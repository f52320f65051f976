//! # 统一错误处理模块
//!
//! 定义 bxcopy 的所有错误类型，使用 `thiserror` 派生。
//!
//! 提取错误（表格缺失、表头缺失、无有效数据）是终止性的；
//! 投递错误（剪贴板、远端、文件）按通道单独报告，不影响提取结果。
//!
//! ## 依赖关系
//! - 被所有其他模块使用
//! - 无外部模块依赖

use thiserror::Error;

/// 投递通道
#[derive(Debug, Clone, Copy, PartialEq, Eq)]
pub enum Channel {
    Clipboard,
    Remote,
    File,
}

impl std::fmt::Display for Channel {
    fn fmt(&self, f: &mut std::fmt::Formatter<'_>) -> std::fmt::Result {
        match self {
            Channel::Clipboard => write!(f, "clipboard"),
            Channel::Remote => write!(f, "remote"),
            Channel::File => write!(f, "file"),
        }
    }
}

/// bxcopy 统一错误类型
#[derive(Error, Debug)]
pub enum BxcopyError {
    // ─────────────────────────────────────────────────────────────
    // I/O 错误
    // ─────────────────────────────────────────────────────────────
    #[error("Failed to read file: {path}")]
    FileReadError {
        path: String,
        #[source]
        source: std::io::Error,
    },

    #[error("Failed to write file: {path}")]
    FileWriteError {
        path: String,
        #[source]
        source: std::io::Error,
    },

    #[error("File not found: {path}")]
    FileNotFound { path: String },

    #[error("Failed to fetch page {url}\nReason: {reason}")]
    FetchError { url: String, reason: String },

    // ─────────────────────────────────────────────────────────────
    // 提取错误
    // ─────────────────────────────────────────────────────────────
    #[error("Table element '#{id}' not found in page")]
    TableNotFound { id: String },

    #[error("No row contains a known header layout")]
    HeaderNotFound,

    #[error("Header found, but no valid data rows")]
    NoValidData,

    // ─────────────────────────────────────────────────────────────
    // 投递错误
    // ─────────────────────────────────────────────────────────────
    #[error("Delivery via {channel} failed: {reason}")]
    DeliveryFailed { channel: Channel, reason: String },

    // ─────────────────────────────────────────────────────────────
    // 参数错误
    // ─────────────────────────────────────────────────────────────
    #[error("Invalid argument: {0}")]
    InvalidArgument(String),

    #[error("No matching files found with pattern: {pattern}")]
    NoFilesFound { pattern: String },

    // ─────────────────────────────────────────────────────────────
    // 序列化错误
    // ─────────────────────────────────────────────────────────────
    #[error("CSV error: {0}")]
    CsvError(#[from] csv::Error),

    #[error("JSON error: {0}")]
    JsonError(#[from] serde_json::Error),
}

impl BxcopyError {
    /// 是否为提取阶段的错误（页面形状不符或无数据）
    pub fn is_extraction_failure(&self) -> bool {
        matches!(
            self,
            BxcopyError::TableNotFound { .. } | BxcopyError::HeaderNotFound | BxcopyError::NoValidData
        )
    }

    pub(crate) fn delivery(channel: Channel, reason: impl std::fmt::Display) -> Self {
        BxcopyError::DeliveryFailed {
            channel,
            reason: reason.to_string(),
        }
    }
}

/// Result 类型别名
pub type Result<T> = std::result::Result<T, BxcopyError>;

----

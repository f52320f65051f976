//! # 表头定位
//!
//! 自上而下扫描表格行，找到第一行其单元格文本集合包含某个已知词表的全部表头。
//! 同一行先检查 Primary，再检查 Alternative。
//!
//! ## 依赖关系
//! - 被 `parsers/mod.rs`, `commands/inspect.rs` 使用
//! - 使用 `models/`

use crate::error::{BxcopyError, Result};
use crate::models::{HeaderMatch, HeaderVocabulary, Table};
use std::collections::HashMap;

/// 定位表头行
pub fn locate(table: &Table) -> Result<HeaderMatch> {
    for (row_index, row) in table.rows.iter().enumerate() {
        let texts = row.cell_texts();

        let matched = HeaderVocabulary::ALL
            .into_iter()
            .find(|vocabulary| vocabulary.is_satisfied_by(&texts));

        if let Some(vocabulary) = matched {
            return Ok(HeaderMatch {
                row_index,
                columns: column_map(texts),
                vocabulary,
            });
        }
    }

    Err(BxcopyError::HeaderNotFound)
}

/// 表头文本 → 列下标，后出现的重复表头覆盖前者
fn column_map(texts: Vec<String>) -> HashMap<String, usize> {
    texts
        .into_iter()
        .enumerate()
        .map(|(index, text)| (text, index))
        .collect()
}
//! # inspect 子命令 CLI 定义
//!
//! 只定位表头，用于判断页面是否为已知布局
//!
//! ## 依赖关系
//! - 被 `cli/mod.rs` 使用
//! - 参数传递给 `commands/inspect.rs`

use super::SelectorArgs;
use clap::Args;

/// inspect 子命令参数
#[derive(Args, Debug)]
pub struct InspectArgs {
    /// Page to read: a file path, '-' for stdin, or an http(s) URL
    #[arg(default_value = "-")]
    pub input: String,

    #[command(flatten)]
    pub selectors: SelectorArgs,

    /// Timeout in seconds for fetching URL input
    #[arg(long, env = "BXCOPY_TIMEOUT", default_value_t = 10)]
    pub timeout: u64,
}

----

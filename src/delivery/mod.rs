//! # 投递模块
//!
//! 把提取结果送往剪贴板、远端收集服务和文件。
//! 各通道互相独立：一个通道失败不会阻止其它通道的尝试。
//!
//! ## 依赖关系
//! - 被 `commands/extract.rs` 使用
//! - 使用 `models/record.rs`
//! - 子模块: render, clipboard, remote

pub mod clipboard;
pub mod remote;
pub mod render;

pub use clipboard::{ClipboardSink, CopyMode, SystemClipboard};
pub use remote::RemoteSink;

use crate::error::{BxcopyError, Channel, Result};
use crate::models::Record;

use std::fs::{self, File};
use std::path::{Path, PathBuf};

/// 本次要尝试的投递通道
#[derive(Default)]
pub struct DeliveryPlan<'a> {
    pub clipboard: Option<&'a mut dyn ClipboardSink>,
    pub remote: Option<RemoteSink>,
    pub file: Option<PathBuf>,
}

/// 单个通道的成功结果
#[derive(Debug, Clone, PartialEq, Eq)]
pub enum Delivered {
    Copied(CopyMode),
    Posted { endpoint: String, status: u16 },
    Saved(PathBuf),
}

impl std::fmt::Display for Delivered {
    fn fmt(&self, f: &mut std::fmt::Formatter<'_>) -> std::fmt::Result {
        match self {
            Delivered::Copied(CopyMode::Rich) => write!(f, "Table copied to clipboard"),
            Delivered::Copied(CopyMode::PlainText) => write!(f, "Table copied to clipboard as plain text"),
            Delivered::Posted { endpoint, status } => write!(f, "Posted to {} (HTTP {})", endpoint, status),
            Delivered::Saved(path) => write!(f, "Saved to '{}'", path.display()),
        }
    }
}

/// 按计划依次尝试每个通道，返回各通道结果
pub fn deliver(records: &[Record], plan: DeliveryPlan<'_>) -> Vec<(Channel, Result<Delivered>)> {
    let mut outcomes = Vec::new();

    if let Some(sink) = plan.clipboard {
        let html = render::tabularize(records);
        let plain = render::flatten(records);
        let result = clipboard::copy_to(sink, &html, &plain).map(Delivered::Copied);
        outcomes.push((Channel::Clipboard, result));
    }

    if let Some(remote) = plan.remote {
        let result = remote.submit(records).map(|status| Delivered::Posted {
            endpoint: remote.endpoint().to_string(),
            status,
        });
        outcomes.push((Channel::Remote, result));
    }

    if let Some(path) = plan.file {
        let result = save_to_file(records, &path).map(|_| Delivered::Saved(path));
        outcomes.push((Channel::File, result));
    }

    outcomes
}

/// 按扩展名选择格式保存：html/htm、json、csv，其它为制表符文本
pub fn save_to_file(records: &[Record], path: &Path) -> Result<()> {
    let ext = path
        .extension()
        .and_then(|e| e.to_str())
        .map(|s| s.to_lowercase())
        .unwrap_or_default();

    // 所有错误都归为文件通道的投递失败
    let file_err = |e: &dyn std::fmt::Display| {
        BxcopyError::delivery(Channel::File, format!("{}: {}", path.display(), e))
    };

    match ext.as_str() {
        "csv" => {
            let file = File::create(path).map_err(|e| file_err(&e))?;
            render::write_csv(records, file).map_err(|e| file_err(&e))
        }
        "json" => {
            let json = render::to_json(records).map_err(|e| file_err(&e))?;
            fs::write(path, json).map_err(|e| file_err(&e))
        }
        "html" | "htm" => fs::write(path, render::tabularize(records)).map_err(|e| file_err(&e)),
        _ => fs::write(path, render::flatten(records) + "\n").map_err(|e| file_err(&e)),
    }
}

----

## Your task
Within the data above, filter for lines containing the word "Saved" and copy each one.

## Answer to the problem
    Saved(PathBuf),
            Delivered::Saved(path) => write!(f, "Saved to '{}'", path.display()),
        let result = save_to_file(records, &path).map(|_| Delivered::Saved(path));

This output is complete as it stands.